TRY IT:
I would like the number of lines in the data that contain the word "position". Please give that number alone.

══ RECORDS FOR THIS EXERCISE

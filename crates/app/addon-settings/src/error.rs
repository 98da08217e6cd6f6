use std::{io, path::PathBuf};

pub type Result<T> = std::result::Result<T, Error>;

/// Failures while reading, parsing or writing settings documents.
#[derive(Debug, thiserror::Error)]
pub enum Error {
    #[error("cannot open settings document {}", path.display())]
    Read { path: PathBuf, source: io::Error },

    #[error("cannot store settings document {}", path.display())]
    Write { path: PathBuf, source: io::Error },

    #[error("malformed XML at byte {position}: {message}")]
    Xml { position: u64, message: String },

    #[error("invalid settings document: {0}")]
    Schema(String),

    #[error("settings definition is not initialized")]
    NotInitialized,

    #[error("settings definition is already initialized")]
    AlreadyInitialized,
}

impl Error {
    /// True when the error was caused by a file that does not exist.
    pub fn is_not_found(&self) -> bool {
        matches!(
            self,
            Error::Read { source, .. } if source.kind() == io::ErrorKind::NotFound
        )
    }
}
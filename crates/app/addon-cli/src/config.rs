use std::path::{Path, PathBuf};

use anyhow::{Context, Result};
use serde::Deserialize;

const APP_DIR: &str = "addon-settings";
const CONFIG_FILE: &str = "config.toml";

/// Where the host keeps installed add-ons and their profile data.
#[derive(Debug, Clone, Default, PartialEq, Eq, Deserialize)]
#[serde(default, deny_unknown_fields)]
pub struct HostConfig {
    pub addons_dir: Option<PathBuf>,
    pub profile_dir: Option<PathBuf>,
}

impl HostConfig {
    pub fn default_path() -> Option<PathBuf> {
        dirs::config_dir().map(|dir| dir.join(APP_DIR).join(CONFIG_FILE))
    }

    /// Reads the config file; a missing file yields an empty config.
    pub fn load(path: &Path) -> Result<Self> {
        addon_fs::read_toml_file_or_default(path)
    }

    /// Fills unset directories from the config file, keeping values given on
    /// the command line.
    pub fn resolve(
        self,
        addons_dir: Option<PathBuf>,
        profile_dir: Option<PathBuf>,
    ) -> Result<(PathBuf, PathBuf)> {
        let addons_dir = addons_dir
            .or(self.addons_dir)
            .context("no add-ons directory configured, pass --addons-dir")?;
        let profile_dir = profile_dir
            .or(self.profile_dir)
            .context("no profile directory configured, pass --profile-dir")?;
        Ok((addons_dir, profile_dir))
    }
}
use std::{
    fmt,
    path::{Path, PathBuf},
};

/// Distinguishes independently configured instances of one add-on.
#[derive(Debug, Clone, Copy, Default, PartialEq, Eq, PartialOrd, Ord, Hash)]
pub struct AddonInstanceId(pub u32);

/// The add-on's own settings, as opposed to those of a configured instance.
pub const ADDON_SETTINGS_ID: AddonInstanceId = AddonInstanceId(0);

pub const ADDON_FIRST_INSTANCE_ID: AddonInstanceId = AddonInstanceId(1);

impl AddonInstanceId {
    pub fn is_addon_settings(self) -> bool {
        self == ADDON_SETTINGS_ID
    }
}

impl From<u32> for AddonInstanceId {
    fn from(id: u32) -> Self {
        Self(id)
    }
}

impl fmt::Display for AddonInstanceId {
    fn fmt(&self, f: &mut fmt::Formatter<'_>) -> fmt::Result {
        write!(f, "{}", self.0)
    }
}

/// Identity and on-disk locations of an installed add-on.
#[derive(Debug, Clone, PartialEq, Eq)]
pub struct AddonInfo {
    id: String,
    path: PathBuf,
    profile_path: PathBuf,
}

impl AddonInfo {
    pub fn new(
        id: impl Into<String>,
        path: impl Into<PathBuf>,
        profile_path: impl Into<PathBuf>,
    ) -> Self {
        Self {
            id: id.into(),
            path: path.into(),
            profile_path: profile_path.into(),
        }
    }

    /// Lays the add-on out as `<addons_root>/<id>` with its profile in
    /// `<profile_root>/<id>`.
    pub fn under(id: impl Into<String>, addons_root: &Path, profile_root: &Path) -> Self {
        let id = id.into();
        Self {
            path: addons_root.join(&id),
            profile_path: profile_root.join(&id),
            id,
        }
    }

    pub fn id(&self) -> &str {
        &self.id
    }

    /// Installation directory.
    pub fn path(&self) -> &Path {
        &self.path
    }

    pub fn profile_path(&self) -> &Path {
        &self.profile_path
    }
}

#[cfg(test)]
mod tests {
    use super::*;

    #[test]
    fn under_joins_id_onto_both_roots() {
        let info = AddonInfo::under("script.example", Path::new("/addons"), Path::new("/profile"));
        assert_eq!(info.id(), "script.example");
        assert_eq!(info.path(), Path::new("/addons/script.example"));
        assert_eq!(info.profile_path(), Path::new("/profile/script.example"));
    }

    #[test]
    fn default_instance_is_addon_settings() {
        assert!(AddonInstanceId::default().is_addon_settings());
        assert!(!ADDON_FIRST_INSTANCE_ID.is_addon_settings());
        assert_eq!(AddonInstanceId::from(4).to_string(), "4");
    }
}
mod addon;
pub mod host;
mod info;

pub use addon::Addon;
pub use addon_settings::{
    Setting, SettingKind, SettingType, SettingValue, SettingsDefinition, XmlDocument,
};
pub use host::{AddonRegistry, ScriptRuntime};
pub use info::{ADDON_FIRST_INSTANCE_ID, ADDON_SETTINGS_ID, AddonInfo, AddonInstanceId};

════

SOLVED PROBLEM:
2